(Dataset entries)

*** Begin section ***

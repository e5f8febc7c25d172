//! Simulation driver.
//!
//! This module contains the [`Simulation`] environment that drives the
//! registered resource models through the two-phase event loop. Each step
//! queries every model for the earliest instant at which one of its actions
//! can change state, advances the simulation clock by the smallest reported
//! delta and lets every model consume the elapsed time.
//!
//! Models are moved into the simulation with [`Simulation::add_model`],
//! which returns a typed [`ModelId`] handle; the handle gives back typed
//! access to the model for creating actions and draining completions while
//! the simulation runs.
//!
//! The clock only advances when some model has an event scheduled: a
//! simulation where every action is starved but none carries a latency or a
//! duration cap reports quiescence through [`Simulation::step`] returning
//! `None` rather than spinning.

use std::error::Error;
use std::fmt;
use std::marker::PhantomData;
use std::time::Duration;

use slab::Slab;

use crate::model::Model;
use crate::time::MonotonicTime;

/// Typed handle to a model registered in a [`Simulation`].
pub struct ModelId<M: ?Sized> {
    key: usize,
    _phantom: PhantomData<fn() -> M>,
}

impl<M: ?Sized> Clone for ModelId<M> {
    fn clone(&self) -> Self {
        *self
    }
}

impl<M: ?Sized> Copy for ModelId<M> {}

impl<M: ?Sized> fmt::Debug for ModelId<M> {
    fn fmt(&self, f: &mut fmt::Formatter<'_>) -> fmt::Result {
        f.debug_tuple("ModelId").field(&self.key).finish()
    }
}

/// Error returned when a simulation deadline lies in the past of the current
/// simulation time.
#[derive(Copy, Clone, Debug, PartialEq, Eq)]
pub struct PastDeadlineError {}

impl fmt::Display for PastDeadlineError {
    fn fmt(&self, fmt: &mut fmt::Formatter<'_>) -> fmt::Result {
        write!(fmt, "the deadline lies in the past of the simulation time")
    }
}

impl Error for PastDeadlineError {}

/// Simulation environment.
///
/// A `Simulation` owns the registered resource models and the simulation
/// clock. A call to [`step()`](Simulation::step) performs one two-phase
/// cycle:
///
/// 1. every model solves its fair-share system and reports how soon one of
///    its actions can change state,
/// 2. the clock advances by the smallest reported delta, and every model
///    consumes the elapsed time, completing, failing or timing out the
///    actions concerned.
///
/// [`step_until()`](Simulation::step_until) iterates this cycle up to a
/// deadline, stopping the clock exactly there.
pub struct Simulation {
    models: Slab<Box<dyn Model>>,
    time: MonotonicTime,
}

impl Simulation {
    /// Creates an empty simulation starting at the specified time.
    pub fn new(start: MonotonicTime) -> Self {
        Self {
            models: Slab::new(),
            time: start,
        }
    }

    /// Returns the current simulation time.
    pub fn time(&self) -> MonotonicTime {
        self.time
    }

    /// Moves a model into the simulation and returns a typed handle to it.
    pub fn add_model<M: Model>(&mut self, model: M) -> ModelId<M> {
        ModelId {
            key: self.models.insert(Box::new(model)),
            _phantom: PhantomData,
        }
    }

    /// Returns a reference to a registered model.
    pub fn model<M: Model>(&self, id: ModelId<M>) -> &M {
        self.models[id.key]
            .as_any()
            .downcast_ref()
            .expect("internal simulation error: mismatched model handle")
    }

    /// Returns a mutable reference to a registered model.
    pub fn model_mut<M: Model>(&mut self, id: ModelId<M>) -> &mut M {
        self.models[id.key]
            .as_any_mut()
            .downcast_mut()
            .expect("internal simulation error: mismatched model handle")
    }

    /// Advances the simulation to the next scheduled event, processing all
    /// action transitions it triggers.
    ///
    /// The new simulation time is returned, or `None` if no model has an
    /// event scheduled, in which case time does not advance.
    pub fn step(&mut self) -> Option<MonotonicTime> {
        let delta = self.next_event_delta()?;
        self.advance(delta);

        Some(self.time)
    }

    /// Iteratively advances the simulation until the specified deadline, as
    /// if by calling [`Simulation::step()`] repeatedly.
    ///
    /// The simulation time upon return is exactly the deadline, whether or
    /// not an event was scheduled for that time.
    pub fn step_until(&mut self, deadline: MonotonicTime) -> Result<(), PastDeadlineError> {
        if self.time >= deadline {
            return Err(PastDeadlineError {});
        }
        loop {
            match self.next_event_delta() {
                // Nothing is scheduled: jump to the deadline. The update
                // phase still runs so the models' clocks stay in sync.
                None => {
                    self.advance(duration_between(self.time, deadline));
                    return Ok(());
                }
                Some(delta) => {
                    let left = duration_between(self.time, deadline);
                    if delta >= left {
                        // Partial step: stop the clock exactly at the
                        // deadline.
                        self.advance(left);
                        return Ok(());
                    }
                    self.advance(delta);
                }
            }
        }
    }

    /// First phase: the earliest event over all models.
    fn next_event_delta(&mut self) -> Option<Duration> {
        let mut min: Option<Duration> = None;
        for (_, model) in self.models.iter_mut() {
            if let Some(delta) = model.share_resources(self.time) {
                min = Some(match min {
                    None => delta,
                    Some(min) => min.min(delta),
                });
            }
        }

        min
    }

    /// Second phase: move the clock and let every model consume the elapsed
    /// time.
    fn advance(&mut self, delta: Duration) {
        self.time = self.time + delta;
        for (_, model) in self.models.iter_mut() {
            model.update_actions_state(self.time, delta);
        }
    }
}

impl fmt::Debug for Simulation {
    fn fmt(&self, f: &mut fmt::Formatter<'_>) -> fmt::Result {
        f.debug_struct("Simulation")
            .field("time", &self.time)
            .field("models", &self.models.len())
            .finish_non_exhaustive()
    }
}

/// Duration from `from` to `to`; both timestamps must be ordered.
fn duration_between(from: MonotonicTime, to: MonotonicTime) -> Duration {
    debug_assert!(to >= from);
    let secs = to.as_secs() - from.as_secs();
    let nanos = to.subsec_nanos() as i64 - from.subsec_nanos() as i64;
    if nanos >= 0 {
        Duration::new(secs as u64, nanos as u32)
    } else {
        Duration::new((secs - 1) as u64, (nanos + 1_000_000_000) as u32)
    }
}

*** End section ***

* INSTRUCTIONS TO FOLLOW: How many lines in the records hold the string "scheduled"? Answer with only that number.

* SOLUTION FOR THIS EXERCISE: 5